[Post a tempo: scadenza 16 giugno 2031]
Il pellegrinaggio non è solo un viaggio, ma un segno universale. Da sempre l’uomo si mette in cammino quando sente che la vita gli chiede una risposta più grande di quella che il quotidiano può offrire.
Quando Paulo Coelho riportò alla luce il Cammino di Santiago nel suo romanzo, non risvegliò soltanto un’antica rotta medievale: risvegliò il desiderio di ricerca che dorme in ogni essere umano. Da allora, migliaia di persone hanno iniziato a camminare, non solo tra le pianure di Spagna o verso le luci di Compostela, ma dentro se stesse.
Perché il vero cammino non si misura in chilometri.
Non si compie a piedi, in auto o in aereo, e non si esaurisce in un santuario o in una meta. Il vero cammino si apre nell’anima, là dove la fede e il dubbio si toccano, e dove la domanda “chi sono?” diventa un richiamo più forte del rumore del mondo.

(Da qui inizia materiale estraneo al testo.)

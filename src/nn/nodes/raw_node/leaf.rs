/*
 * @Description  : 源节点（Leaf1 / Leaf2）：没有父节点，值由外部喂入
 *
 * 喂入数据时的尺寸校验在 Graph::set_input / set_input_2d 中完成，
 * 这里的前向与反向都不做任何计算。
 */

use crate::nn::nodes::raw_node::TraitNode;
use crate::nn::{GraphError, NodeShape};
use crate::tensor::Tensor;

fn expect_non_empty(kind: &str, height: usize, width: usize) -> Result<(), GraphError> {
    if height == 0 || width == 0 {
        return Err(GraphError::ShapeMismatch {
            expected: vec![1, 1],
            got: vec![height, width],
            message: format!("{kind}节点的高和宽都必须≥1"),
        });
    }
    Ok(())
}

/// 一维输入：`size × 1`的列向量
#[derive(Debug, Clone)]
pub(crate) struct Leaf1;

impl Leaf1 {
    pub(crate) fn new(size: usize) -> Result<(Self, NodeShape), GraphError> {
        expect_non_empty("Leaf1", size, 1)?;
        Ok((Self, NodeShape::new(0, size, 1)))
    }
}

impl TraitNode for Leaf1 {
    fn kind_name(&self) -> &'static str {
        "Leaf1"
    }

    fn calc_value_by_parents(&mut self, _parents: &[&Tensor], _value: &mut Tensor) {}

    fn calc_grads_to_parents(
        &mut self,
        _parents: &[&Tensor],
        _value: &Tensor,
        _grad: &Tensor,
    ) -> Vec<Tensor> {
        Vec::new()
    }
}

/// 二维输入：`height × width`，按行主序存放（如单通道图像）
#[derive(Debug, Clone)]
pub(crate) struct Leaf2;

impl Leaf2 {
    pub(crate) fn new(height: usize, width: usize) -> Result<(Self, NodeShape), GraphError> {
        expect_non_empty("Leaf2", height, width)?;
        Ok((Self, NodeShape::new(0, height, width)))
    }
}

impl TraitNode for Leaf2 {
    fn kind_name(&self) -> &'static str {
        "Leaf2"
    }

    fn calc_value_by_parents(&mut self, _parents: &[&Tensor], _value: &mut Tensor) {}

    fn calc_grads_to_parents(
        &mut self,
        _parents: &[&Tensor],
        _value: &Tensor,
        _grad: &Tensor,
    ) -> Vec<Tensor> {
        Vec::new()
    }
}
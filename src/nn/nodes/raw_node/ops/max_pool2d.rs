/*
 * @Description  : MaxPooling2d（单通道二维最大池化）
 *
 * 前向：扫描窗口内落在输入范围内的单元，记录最大值及与之相等的单元个数（并列数）。
 * 反向：把 g / 并列数 分给窗口内每个等于该最大值的输入单元，
 *       并列时梯度被平分，既不丢失也不重复。
 */

use crate::nn::nodes::raw_node::TraitNode;
use crate::nn::nodes::raw_node::ops::{Filter2d, Window};
use crate::nn::nodes::raw_node::shape_rules;
use crate::nn::{GraphError, NodeShape};
use crate::tensor::Tensor;

#[derive(Debug, Clone)]
pub(crate) struct MaxPooling2d {
    filter: Filter2d,
    /// 每个输出位置上与最大值相等的输入单元个数（前向时写入）
    tie_counts: Vec<usize>,
}

impl MaxPooling2d {
    pub(crate) fn new(
        parents: &[NodeShape],
        window: Window,
    ) -> Result<(Self, NodeShape), GraphError> {
        shape_rules::expect_parent_count("MaxPooling2d", parents, 1)?;
        let filter = Filter2d::new("MaxPooling2d", parents[0], window)?;
        filter.check_windows_nonempty()?;
        let (out_h, out_w) = filter.output;
        Ok((
            Self {
                filter,
                tie_counts: vec![0; out_h * out_w],
            },
            filter.output_shape(parents[0].size()),
        ))
    }

    pub(crate) const fn filter(&self) -> &Filter2d {
        &self.filter
    }
}

impl TraitNode for MaxPooling2d {
    fn kind_name(&self) -> &'static str {
        "MaxPooling2d"
    }

    fn calc_value_by_parents(&mut self, parents: &[&Tensor], value: &mut Tensor) {
        let input = parents[0];
        let (out_h, out_w) = self.filter.output;
        for a in 0..out_h {
            for b in 0..out_w {
                let mut max: Option<f64> = None;
                let mut count = 0;
                self.filter.for_each_in_window(a, b, |_, _, index| {
                    let x = input[index];
                    match max {
                        Some(m) if x == m => count += 1,
                        Some(m) if x < m => {}
                        _ => {
                            max = Some(x);
                            count = 1;
                        }
                    }
                });
                // 构造时已排除空窗口
                debug_assert!(count > 0);
                value[[a, b]] = max.unwrap_or(0.0);
                self.tie_counts[a * out_w + b] = count;
            }
        }
    }

    fn calc_grads_to_parents(
        &mut self,
        parents: &[&Tensor],
        value: &Tensor,
        grad: &Tensor,
    ) -> Vec<Tensor> {
        let input = parents[0];
        let (out_h, out_w) = self.filter.output;
        let mut to_parent = Tensor::zeros(input.height(), input.width());
        for a in 0..out_h {
            for b in 0..out_w {
                let max = value[[a, b]];
                let share = grad[[a, b]] / self.tie_counts[a * out_w + b] as f64;
                self.filter.for_each_in_window(a, b, |_, _, index| {
                    if input[index] == max {
                        to_parent[index] += share;
                    }
                });
            }
        }
        vec![to_parent]
    }
}
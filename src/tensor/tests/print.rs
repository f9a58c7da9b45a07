use crate::tensor::Tensor;

#[test]
fn test_display() {
    let tensor = Tensor::new(&[1.0, 2.0, 3.0, 4.0], &[2, 2]);
    let text = format!("{tensor}");
    assert!(text.starts_with("[[  1.0000,   2.0000],\n [  3.0000,   4.0000]]"));
    assert!(text.ends_with("形状: [2, 2]\n"));
}
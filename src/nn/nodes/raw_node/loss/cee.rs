use crate::nn::nodes::raw_node::TraitNode;
use crate::nn::nodes::raw_node::shape_rules;
use crate::nn::{GraphError, NodeShape};
use crate::tensor::Tensor;

/// 防止 log(0) 的下限
pub(crate) const CEE_EPSILON: f64 = 1e-10;

/// CEE（交叉熵）损失节点
///
/// ## 公式
/// `CEE = -Σ b_i * ln(max(a_i, ε))`，ε = 1e-10
///
/// 预测概率恰为0时损失仍是有限值（被截断），不会产生 NaN/inf。
///
/// ## 梯度（与前向使用同一截断值）
/// - `∂L/∂a_i = -b_i / max(a_i, ε) * g`
/// - `∂L/∂b_i = -ln(max(a_i, ε)) * g`
///
/// ## 输入
/// - 父节点 0: 预测概率（通常来自 Softmax）
/// - 父节点 1: 目标分布（通常为 one-hot）
#[derive(Debug, Clone)]
pub(crate) struct Cee;

impl Cee {
    pub(crate) fn new(parents: &[NodeShape]) -> Result<(Self, NodeShape), GraphError> {
        let shape = shape_rules::reduce_pair("CEE", parents)?;
        Ok((Self, shape))
    }
}

impl TraitNode for Cee {
    fn kind_name(&self) -> &'static str {
        "CEE"
    }

    fn calc_value_by_parents(&mut self, parents: &[&Tensor], value: &mut Tensor) {
        value[0] = -parents[0]
            .data_as_slice()
            .iter()
            .zip(parents[1].data_as_slice())
            .map(|(a, b)| b * a.max(CEE_EPSILON).ln())
            .sum::<f64>();
    }

    fn calc_grads_to_parents(
        &mut self,
        parents: &[&Tensor],
        _value: &Tensor,
        grad: &Tensor,
    ) -> Vec<Tensor> {
        let g = grad[0];
        let to_a = parents[0].zip_map(parents[1], |a, b| -b / a.max(CEE_EPSILON) * g);
        let to_b = parents[0].map(|a| -a.max(CEE_EPSILON).ln() * g);
        vec![to_a, to_b]
    }
}
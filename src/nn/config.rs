/*
 * @Description  : 训练配置
 */

use serde::{Deserialize, Serialize};

/// [`Network::fit`](crate::nn::Network::fit)的训练配置（builder 风格）
#[derive(Debug, Clone, PartialEq, Serialize, Deserialize)]
pub struct TrainingConfig {
    /// 训练轮数
    pub epochs: usize,
    pub learning_rate: f64,
    /// 每累积多少个样本的梯度执行一次 update；None 表示每轮结束时 update 一次
    pub update_every: Option<usize>,
    /// 每隔多少轮输出一次 info 日志
    pub log_every: usize,
    /// 是否输出训练进度日志
    pub verbose: bool,
}

impl Default for TrainingConfig {
    fn default() -> Self {
        Self {
            epochs: 10,
            learning_rate: 0.001,
            update_every: None,
            log_every: 1,
            verbose: true,
        }
    }
}

impl TrainingConfig {
    pub fn new() -> Self {
        Self::default()
    }

    pub const fn epochs(mut self, epochs: usize) -> Self {
        self.epochs = epochs;
        self
    }

    pub const fn learning_rate(mut self, lr: f64) -> Self {
        self.learning_rate = lr;
        self
    }

    /// 设为`Some(1)`即逐样本更新
    pub const fn update_every(mut self, examples: Option<usize>) -> Self {
        self.update_every = examples;
        self
    }

    pub const fn log_every(mut self, epochs: usize) -> Self {
        self.log_every = epochs;
        self
    }

    pub const fn verbose(mut self, verbose: bool) -> Self {
        self.verbose = verbose;
        self
    }

    pub fn to_json(&self) -> Result<String, serde_json::Error> {
        serde_json::to_string_pretty(self)
    }

    pub fn from_json(json: &str) -> Result<Self, serde_json::Error> {
        serde_json::from_str(json)
    }
}
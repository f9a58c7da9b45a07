/*
 * @Description  : Graph 核心操作 + 前向传播
 */

use super::super::error::GraphError;
use super::super::pass::JoinCounters;
use super::Graph;
use crate::nn::nodes::{NodeHandle, NodeType, TraitNode};
use crate::nn::{NodeId, NodeShape};
use crate::tensor::Tensor;

impl Graph {
    // ========== 创建 ==========

    pub fn new() -> Self {
        Self::with_name("default_graph")
    }

    pub fn with_name(name: &str) -> Self {
        Self {
            name: name.to_string(),
            nodes: Vec::new(),
            last_forward_pass_id: 0,
            last_backward_pass_id: 0,
            forward_is_current: false,
            has_pending_grads: false,
        }
    }

    // ========== 基础访问器 ==========

    pub fn name(&self) -> &str {
        &self.name
    }

    pub fn nodes_count(&self) -> usize {
        self.nodes.len()
    }

    /// 按创建顺序列出所有节点
    pub fn nodes(&self) -> Vec<NodeId> {
        self.nodes.iter().map(NodeHandle::id).collect()
    }

    pub const fn last_forward_pass_id(&self) -> u64 {
        self.last_forward_pass_id
    }

    pub const fn last_backward_pass_id(&self) -> u64 {
        self.last_backward_pass_id
    }

    pub(in crate::nn) fn get_node(&self, id: NodeId) -> Result<&NodeHandle, GraphError> {
        self.nodes.get(id.0).ok_or(GraphError::NodeNotFound(id))
    }

    pub(in crate::nn) fn get_node_mut(&mut self, id: NodeId) -> Result<&mut NodeHandle, GraphError> {
        self.nodes.get_mut(id.0).ok_or(GraphError::NodeNotFound(id))
    }

    pub fn value(&self, id: NodeId) -> Result<&Tensor, GraphError> {
        Ok(self.get_node(id)?.value())
    }

    pub fn grad(&self, id: NodeId) -> Result<&Tensor, GraphError> {
        Ok(self.get_node(id)?.grad())
    }

    pub fn shape(&self, id: NodeId) -> Result<NodeShape, GraphError> {
        Ok(self.get_node(id)?.shape())
    }

    pub fn parents(&self, id: NodeId) -> Result<&[NodeId], GraphError> {
        Ok(self.get_node(id)?.parents())
    }

    pub fn children(&self, id: NodeId) -> Result<&[NodeId], GraphError> {
        Ok(self.get_node(id)?.children())
    }

    pub fn kind_name(&self, id: NodeId) -> Result<&'static str, GraphError> {
        Ok(self.get_node(id)?.kind_name())
    }

    /// 自动生成的节点名，如"Affine_4"
    pub fn node_name(&self, id: NodeId) -> Result<String, GraphError> {
        Ok(self.get_node(id)?.name())
    }

    /// 所有源节点（无父节点），按创建顺序
    pub fn sources(&self) -> Vec<NodeId> {
        self.nodes
            .iter()
            .filter(|n| n.parents().is_empty())
            .map(NodeHandle::id)
            .collect()
    }

    /// 所有汇点（无子节点），按创建顺序
    pub fn sinks(&self) -> Vec<NodeId> {
        self.nodes
            .iter()
            .filter(|n| n.children().is_empty())
            .map(NodeHandle::id)
            .collect()
    }

    /// 节点的参数快照（Affine 为权重；Convolution2d 为各通道卷积核 + 1×1 偏置）
    pub fn parameters(&self, id: NodeId) -> Result<Option<Vec<Tensor>>, GraphError> {
        Ok(self.get_node(id)?.node_type().parameters())
    }

    /// 参数梯度累加器的快照，与[`Graph::parameters`]一一对应
    pub fn parameter_grads(&self, id: NodeId) -> Result<Option<Vec<Tensor>>, GraphError> {
        Ok(self.get_node(id)?.node_type().parameter_grads())
    }

    /// 图中可训练参数的总数
    pub fn param_count(&self) -> usize {
        self.nodes
            .iter()
            .map(|n| n.node_type().param_count())
            .sum()
    }

    // ========== 喂数据 ==========

    /// 给源节点喂入数据（行主序），长度必须恰为`高×宽`
    pub fn set_input(&mut self, id: NodeId, values: &[f64]) -> Result<(), GraphError> {
        let node = self.get_node_mut(id)?;
        if !node.is_leaf() {
            return Err(GraphError::InvalidOperation(format!(
                "{node}不是源节点，不能喂入数据"
            )));
        }
        let shape = node.shape();
        if values.len() != shape.size() {
            return Err(GraphError::ShapeMismatch {
                expected: shape.dims().to_vec(),
                got: vec![values.len()],
                message: format!("{node}需要{}个值", shape.size()),
            });
        }
        node.value.data_as_slice_mut().copy_from_slice(values);
        Ok(())
    }

    /// 给 Leaf2 节点按行喂入二维数据，行数与每行长度都必须与节点一致
    pub fn set_input_2d(&mut self, id: NodeId, rows: &[Vec<f64>]) -> Result<(), GraphError> {
        let node = self.get_node(id)?;
        if !matches!(node.node_type(), NodeType::Leaf2(_)) {
            return Err(GraphError::InvalidOperation(format!(
                "{node}不是Leaf2节点，不能按行喂入二维数据"
            )));
        }
        let shape = node.shape();
        let ragged = rows.iter().any(|row| row.len() != shape.width);
        if rows.len() != shape.height || ragged {
            return Err(GraphError::ShapeMismatch {
                expected: shape.dims().to_vec(),
                got: vec![rows.len(), rows.first().map_or(0, Vec::len)],
                message: format!("{node}需要{}行、每行{}个值", shape.height, shape.width),
            });
        }
        let flat: Vec<f64> = rows.concat();
        self.set_input(id, &flat)
    }

    // ========== 添加节点 ==========

    /// 把构造好的节点放入 arena，并在每个父节点上登记子节点（重复父节点登记多次）
    pub(in crate::nn::graph) fn add_node<T: Into<NodeType>>(
        &mut self,
        raw_node: T,
        shape: NodeShape,
        parents: &[NodeId],
    ) -> NodeId {
        let id = NodeId(self.nodes.len());
        for &parent in parents {
            self.nodes[parent.0].children.push(id);
        }
        let node = NodeHandle::new(id, raw_node, shape, parents.to_vec());
        log::debug!(
            "图[{}]新增{}，形状{:?}，父节点{:?}",
            self.name,
            node,
            shape.dims(),
            parents
        );
        self.nodes.push(node);
        self.forward_is_current = false;
        id
    }

    /// 校验父节点存在并收集其形状
    pub(in crate::nn::graph) fn parent_shapes(
        &self,
        parents: &[NodeId],
    ) -> Result<Vec<NodeShape>, GraphError> {
        parents
            .iter()
            .map(|&id| self.get_node(id).map(NodeHandle::shape))
            .collect()
    }

    // ========== 前向传播 ==========

    /// 从所有源节点（按创建顺序）同时出发的前向传播
    ///
    /// 节点在其所有父节点都已到达后才触发：先清零自身梯度，再由父节点的值计算自身的值，
    /// 然后依次通知每个子节点。每个节点在一轮中恰好触发一次。
    pub fn forward(&mut self) -> Result<(), GraphError> {
        if self.nodes.is_empty() {
            return Err(GraphError::InvalidOperation(
                "空图无法执行前向传播".to_string(),
            ));
        }
        let mut counters = JoinCounters::new(self.nodes.iter().map(|n| n.parents.len()).collect());
        for source in self.sources() {
            self.fire_forward(source, &mut counters);
        }
        debug_assert!(counters.is_settled());

        self.last_forward_pass_id += 1;
        self.forward_is_current = true;
        log::debug!(
            "图[{}]完成第{}次前向传播",
            self.name,
            self.last_forward_pass_id
        );
        Ok(())
    }

    /// 深度优先地从`start`出发传播；用显式栈代替递归，避免深图爆栈
    fn fire_forward(&mut self, start: NodeId, counters: &mut JoinCounters) {
        let mut stack = vec![start];
        while let Some(id) = stack.pop() {
            if !counters.arrive(id.0) {
                continue;
            }
            self.compute_value(id);
            // 逆序入栈，使第一个子节点最先被访问
            stack.extend(self.nodes[id.0].children.iter().rev().copied());
        }
    }

    fn compute_value(&mut self, id: NodeId) {
        // 父节点 id 必小于本节点 id，故可把 arena 切成不相交的两段同时借用
        let (before, rest) = self.nodes.split_at_mut(id.0);
        let node = &mut rest[0];
        let inputs: Vec<&Tensor> = node.parents.iter().map(|p| &before[p.0].value).collect();
        node.grad.fill(0.0);
        node.raw_node.calc_value_by_parents(&inputs, &mut node.value);
    }
}
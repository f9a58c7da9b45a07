/*
 * @Description  : Softmax 节点（数值稳定版）
 *
 * 前向：先减去最大值，再把指数参数截断在 SOFTMAX_EXP_FLOOR 之上，
 *       保证输入量级很大（≥1e4）时也不会出现 inf/NaN，且输出和为1。
 * 反向：完整的雅可比-向量积 `∂L/∂x_i = Σ_j y_i(δ_ij - y_j)·g_j`，O(n²)。
 */

use crate::nn::nodes::raw_node::TraitNode;
use crate::nn::nodes::raw_node::shape_rules;
use crate::nn::{GraphError, NodeShape};
use crate::tensor::Tensor;

/// 指数参数（已减去最大值）的下限
pub(crate) const SOFTMAX_EXP_FLOOR: f64 = -10.0;

#[derive(Debug, Clone)]
pub(crate) struct Softmax;

impl Softmax {
    pub(crate) fn new(parents: &[NodeShape]) -> Result<(Self, NodeShape), GraphError> {
        Ok((Self, shape_rules::elementwise_unary("Softmax", parents)?))
    }
}

impl TraitNode for Softmax {
    fn kind_name(&self) -> &'static str {
        "Softmax"
    }

    fn calc_value_by_parents(&mut self, parents: &[&Tensor], value: &mut Tensor) {
        let input = parents[0];
        let max = input
            .data_as_slice()
            .iter()
            .copied()
            .fold(f64::NEG_INFINITY, f64::max);
        let exps = input.map(|x| (x - max).max(SOFTMAX_EXP_FLOOR).exp());
        let sum = exps.sum();
        *value = exps.map(|e| e / sum);
    }

    fn calc_grads_to_parents(
        &mut self,
        _parents: &[&Tensor],
        value: &Tensor,
        grad: &Tensor,
    ) -> Vec<Tensor> {
        let y = value.data_as_slice();
        let g = grad.data_as_slice();
        let mut to_parent = Tensor::zeros(value.height(), value.width());
        for (i, out) in to_parent.data_as_slice_mut().iter_mut().enumerate() {
            *out = y
                .iter()
                .zip(g)
                .enumerate()
                .map(|(j, (&yj, &gj))| {
                    let delta = if i == j { 1.0 } else { 0.0 };
                    y[i] * (delta - yj) * gj
                })
                .sum();
        }
        vec![to_parent]
    }
}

Ogni pellegrinaggio è un simbolo della trasformazione interiore: partire significa abbandonare ciò che si conosce, affrontare l’incertezza, attraversare prove, riconoscere la propria fragilità e, infine, tornare con uno sguardo diverso — più umile, più limpido, più vero.
E questa esperienza non appartiene soltanto alla tradizione cristiana. I cammini sacri esistono in ogni cultura: i pellegrini del Gange, i monaci del Tibet, i devoti che si recano alla Mecca, o gli antichi Greci che si dirigevano verso i misteri di Eleusi. Tutti, sotto nomi diversi, cercano la stessa cosa: la verità di sé, l’incontro con il Divino, la riconciliazione con il destino.
Ogni passo, anche quello compiuto sul posto, è un atto di fede.
Ogni sosta, un momento di rivelazione.
Ogni fatica, una purificazione.
E così il pellegrinaggio, da rito collettivo, diventa cammino individuale dell’anima: la via che attraversa il tempo e lo spazio, ma che conduce sempre nello stesso luogo — al centro di sé.